Generally only income with a


true Zimbabwean source is subject to tax. The term 'source' is at the epicentre of the tax system but it
was not defined in the Act. It was defined by case law in the celebrated case, Rhodesia Metals vs COT. It
was defined as, "not a legal concept but something which an ordinary man would regard as the real
originating cause of income."

Therefore income which originates in Zimbabwe is taxable, however there are special cases where
foreign income is taxed ie if its source is deemed to be Zimbabwe according to Section 12.

Other cases in regard to source include Unilever & Lever Bros vs CIR, Millin vs CIR, United British
machinery Co vs COT, Boyd vs CIR & COT vs Shein

In CIR v Lever Bros & Unilever Ltd 1946 AD 441, 14 SATC 1 it was held (by the majority) that
the source or originating cause of interest payable on a loan of money was not the debt but the
services that the lender performs to the borrower, namely, the supply of credit, in return for
which the borrower pays him interest.

An investor in interest-bearing securities is in all respects the same as a lender of money as he is


paid for the services that he performs to the borrower, being the supply of credit. Thus the true
source of interest from an interest-bearing security is, in terms of the Lever Bros case, also the
provision of the credit. This would be the place where the money for the investment was actually
handed over. Therefore non residents making investments in interest-bearing securities in the
Republic will cause the resulting interest to be from a Republic source.

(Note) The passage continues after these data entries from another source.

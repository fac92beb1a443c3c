//! Per-element animation state
//!
//! Several players can animate the same element. [`ElementAnimations`] is
//! the record they share: which players are attached, the animating
//! properties last reported to the client, and the scroll interruption flag
//! that is pushed to the impl instance.

use motive_core::{ElementId, TargetProperties, TargetProperty};
use smallvec::SmallVec;

use crate::client::MutatorHostClient;
use crate::host::PlayerKey;
use crate::target::ElementListType;

// ─────────────────────────────────────────────────────────────────────────────
// Element Lists
// ─────────────────────────────────────────────────────────────────────────────

/// Presence of an element in the active and pending element lists
#[derive(Clone, Copy, Debug, Default, PartialEq, Eq, Hash)]
pub struct ElementLists {
    pub active: bool,
    pub pending: bool,
}

impl ElementLists {
    pub const NONE: ElementLists = ElementLists {
        active: false,
        pending: false,
    };

    pub const BOTH: ElementLists = ElementLists {
        active: true,
        pending: true,
    };

    /// Registered in at least one list
    pub fn any(self) -> bool {
        self.active || self.pending
    }

    pub fn contains(self, list: ElementListType) -> bool {
        match list {
            ElementListType::Active => self.active,
            ElementListType::Pending => self.pending,
        }
    }

    pub fn set(&mut self, list: ElementListType, present: bool) {
        match list {
            ElementListType::Active => self.active = present,
            ElementListType::Pending => self.pending = present,
        }
    }
}

// ─────────────────────────────────────────────────────────────────────────────
// Property Animation State
// ─────────────────────────────────────────────────────────────────────────────

/// Animating properties of an element in one list
#[derive(Clone, Copy, Debug, Default, PartialEq, Eq, Hash)]
pub struct PropertyAnimationState {
    /// Properties with an unfinished animation
    pub potentially_animating: TargetProperties,
    /// Properties with an unfinished animation that is in effect
    pub currently_running: TargetProperties,
}

impl PropertyAnimationState {
    pub fn is_empty(&self) -> bool {
        self.potentially_animating.is_empty() && self.currently_running.is_empty()
    }

    pub fn clear(&mut self) {
        *self = Self::default();
    }

    /// Record an unfinished animation of `property`
    pub fn insert(&mut self, property: TargetProperty, in_effect: bool) {
        self.potentially_animating.insert(property);
        if in_effect {
            self.currently_running.insert(property);
        }
    }

    pub fn union(self, other: PropertyAnimationState) -> PropertyAnimationState {
        PropertyAnimationState {
            potentially_animating: self.potentially_animating.union(other.potentially_animating),
            currently_running: self.currently_running.union(other.currently_running),
        }
    }

    /// Bits that differ between the two states
    pub fn symmetric_difference(self, other: PropertyAnimationState) -> PropertyAnimationState {
        PropertyAnimationState {
            potentially_animating: self
                .potentially_animating
                .symmetric_difference(other.potentially_animating),
            currently_running: self
                .currently_running
                .symmetric_difference(other.currently_running),
        }
    }
}

// ─────────────────────────────────────────────────────────────────────────────
// Element Animations
// ─────────────────────────────────────────────────────────────────────────────

/// State shared by all players attached to one element
#[derive(Debug)]
pub struct ElementAnimations {
    element: ElementId,
    players: SmallVec<[PlayerKey; 2]>,
    pending_state: PropertyAnimationState,
    active_state: PropertyAnimationState,
    scroll_offset_animation_was_interrupted: bool,
    needs_push_properties: bool,
}

impl ElementAnimations {
    pub fn new(element: ElementId) -> Self {
        Self {
            element,
            players: SmallVec::new(),
            pending_state: PropertyAnimationState::default(),
            active_state: PropertyAnimationState::default(),
            scroll_offset_animation_was_interrupted: false,
            needs_push_properties: false,
        }
    }

    pub fn element(&self) -> ElementId {
        self.element
    }

    pub(crate) fn players(&self) -> &[PlayerKey] {
        &self.players
    }

    pub fn player_count(&self) -> usize {
        self.players.len()
    }

    pub(crate) fn add_player(&mut self, player: PlayerKey) {
        debug_assert!(!self.players.contains(&player));
        self.players.push(player);
    }

    pub(crate) fn remove_player(&mut self, player: PlayerKey) {
        self.players.retain(|p| *p != player);
    }

    pub fn is_empty(&self) -> bool {
        self.players.is_empty()
    }

    /// Animating properties last reported for the pending list
    pub fn pending_state(&self) -> PropertyAnimationState {
        self.pending_state
    }

    /// Animating properties last reported for the active list
    pub fn active_state(&self) -> PropertyAnimationState {
        self.active_state
    }

    pub fn scroll_offset_animation_was_interrupted(&self) -> bool {
        self.scroll_offset_animation_was_interrupted
    }

    pub(crate) fn set_scroll_offset_animation_was_interrupted(&mut self, interrupted: bool) {
        self.scroll_offset_animation_was_interrupted = interrupted;
        self.needs_push_properties = true;
    }

    pub fn needs_push_properties(&self) -> bool {
        self.needs_push_properties
    }

    pub(crate) fn set_needs_push_properties(&mut self) {
        self.needs_push_properties = true;
    }

    /// Report animating-property changes to the client.
    ///
    /// Lists the element is not registered in are reported as not animating.
    pub(crate) fn update_client_animation_state(
        &mut self,
        lists: ElementLists,
        pending: PropertyAnimationState,
        active: PropertyAnimationState,
        mut client: Option<&mut (dyn MutatorHostClient + 'static)>,
    ) {
        let pending = if lists.pending { pending } else { Default::default() };
        let active = if lists.active { active } else { Default::default() };

        let pending_mask = self.pending_state.symmetric_difference(pending);
        let active_mask = self.active_state.symmetric_difference(active);
        self.pending_state = pending;
        self.active_state = active;

        let Some(client) = client.as_deref_mut() else {
            return;
        };
        if !pending_mask.is_empty() {
            client.element_is_animating_changed(
                self.element,
                ElementListType::Pending,
                &pending_mask,
                &pending,
            );
        }
        if !active_mask.is_empty() {
            client.element_is_animating_changed(
                self.element,
                ElementListType::Active,
                &active_mask,
                &active,
            );
        }
    }

    /// Copy the shared flags onto the impl record; `false` when clean
    pub(crate) fn push_properties_to(&mut self, other: &mut ElementAnimations) -> bool {
        if !self.needs_push_properties {
            return false;
        }
        self.needs_push_properties = false;
        other.scroll_offset_animation_was_interrupted = self.scroll_offset_animation_was_interrupted;
        self.scroll_offset_animation_was_interrupted = false;
        true
    }
}

#[cfg(test)]
mod tests {
    use super::*;
    use std::sync::{Arc, Mutex};

    #[derive(Default)]
    struct Recorder {
        changes: Arc<Mutex<Vec<(ElementListType, PropertyAnimationState, PropertyAnimationState)>>>,
    }

    impl MutatorHostClient for Recorder {
        fn element_is_animating_changed(
            &mut self,
            _element: ElementId,
            list: ElementListType,
            mask: &PropertyAnimationState,
            state: &PropertyAnimationState,
        ) {
            self.changes.lock().unwrap().push((list, *mask, *state));
        }
    }

    fn opacity_running() -> PropertyAnimationState {
        let mut state = PropertyAnimationState::default();
        state.insert(TargetProperty::Opacity, true);
        state
    }

    #[test]
    fn test_element_lists() {
        let mut lists = ElementLists::NONE;
        assert!(!lists.any());
        lists.set(ElementListType::Pending, true);
        assert!(lists.any());
        assert!(lists.contains(ElementListType::Pending));
        assert!(!lists.contains(ElementListType::Active));
    }

    #[test]
    fn test_state_set_operations() {
        let mut a = PropertyAnimationState::default();
        a.insert(TargetProperty::Transform, false);
        let b = opacity_running();

        let both = a.union(b);
        assert!(both.potentially_animating.contains(TargetProperty::Transform));
        assert!(both.currently_running.contains(TargetProperty::Opacity));
        assert!(!both.currently_running.contains(TargetProperty::Transform));

        assert!(both.symmetric_difference(both).is_empty());
        let diff = both.symmetric_difference(a);
        assert!(diff.potentially_animating.contains(TargetProperty::Opacity));
        assert!(!diff.potentially_animating.contains(TargetProperty::Transform));
    }

    #[test]
    fn test_client_sees_only_changes() {
        let recorder = Recorder::default();
        let changes = recorder.changes.clone();
        let mut client: Box<dyn MutatorHostClient> = Box::new(recorder);
        let mut element = ElementAnimations::new(ElementId(3));

        element.update_client_animation_state(
            ElementLists::BOTH,
            opacity_running(),
            opacity_running(),
            Some(client.as_mut()),
        );
        assert_eq!(changes.lock().unwrap().len(), 2);

        // Same state again: nothing to report
        element.update_client_animation_state(
            ElementLists::BOTH,
            opacity_running(),
            opacity_running(),
            Some(client.as_mut()),
        );
        assert_eq!(changes.lock().unwrap().len(), 2);

        // Leaving the pending list clears the pending state
        element.update_client_animation_state(
            ElementLists {
                active: true,
                pending: false,
            },
            opacity_running(),
            opacity_running(),
            Some(client.as_mut()),
        );
        let changes = changes.lock().unwrap();
        assert_eq!(changes.len(), 3);
        let (list, mask, state) = changes[2];
        assert_eq!(list, ElementListType::Pending);
        assert!(mask.currently_running.contains(TargetProperty::Opacity));
        assert!(state.is_empty());
        assert!(element.pending_state().is_empty());
    }

    #[test]
    fn test_push_copies_interruption_once() {
        let mut main = ElementAnimations::new(ElementId(1));
        let mut other = ElementAnimations::new(ElementId(1));
        assert!(!main.push_properties_to(&mut other));

        main.set_scroll_offset_animation_was_interrupted(true);
        assert!(main.push_properties_to(&mut other));
        assert!(other.scroll_offset_animation_was_interrupted());
        assert!(!main.scroll_offset_animation_was_interrupted());
        assert!(!main.push_properties_to(&mut other));
    }
}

In Millin v CIR 1928 (AD) 207, 3 SATC 170, it was held that the true source of royalties accruing
from a book was the author’ s wits, labour and intellect. Therefore if these activities are carried
out in the Republic, the true source is in the Republic. The principle from Millin’ s case also
applies to royalties accruing to inventors from patents and similar assets. If the inventor applies
his wits, labour and resources in the Republic, any resulting income accruing to him is from a
true source in the Republic.

When a royalty is earned by a person who is not the original author or inventor, for example, by
a person who has purchased the royalty-producing asset from the original author or inventor,
since the royalties would then be derived not from the wits, labour or intellect of the recipient but
from the ownership of the royalty-producing asset, the true source of the royalty would be where
the purchaser employed his capital when he purchased the royalty-producing asset.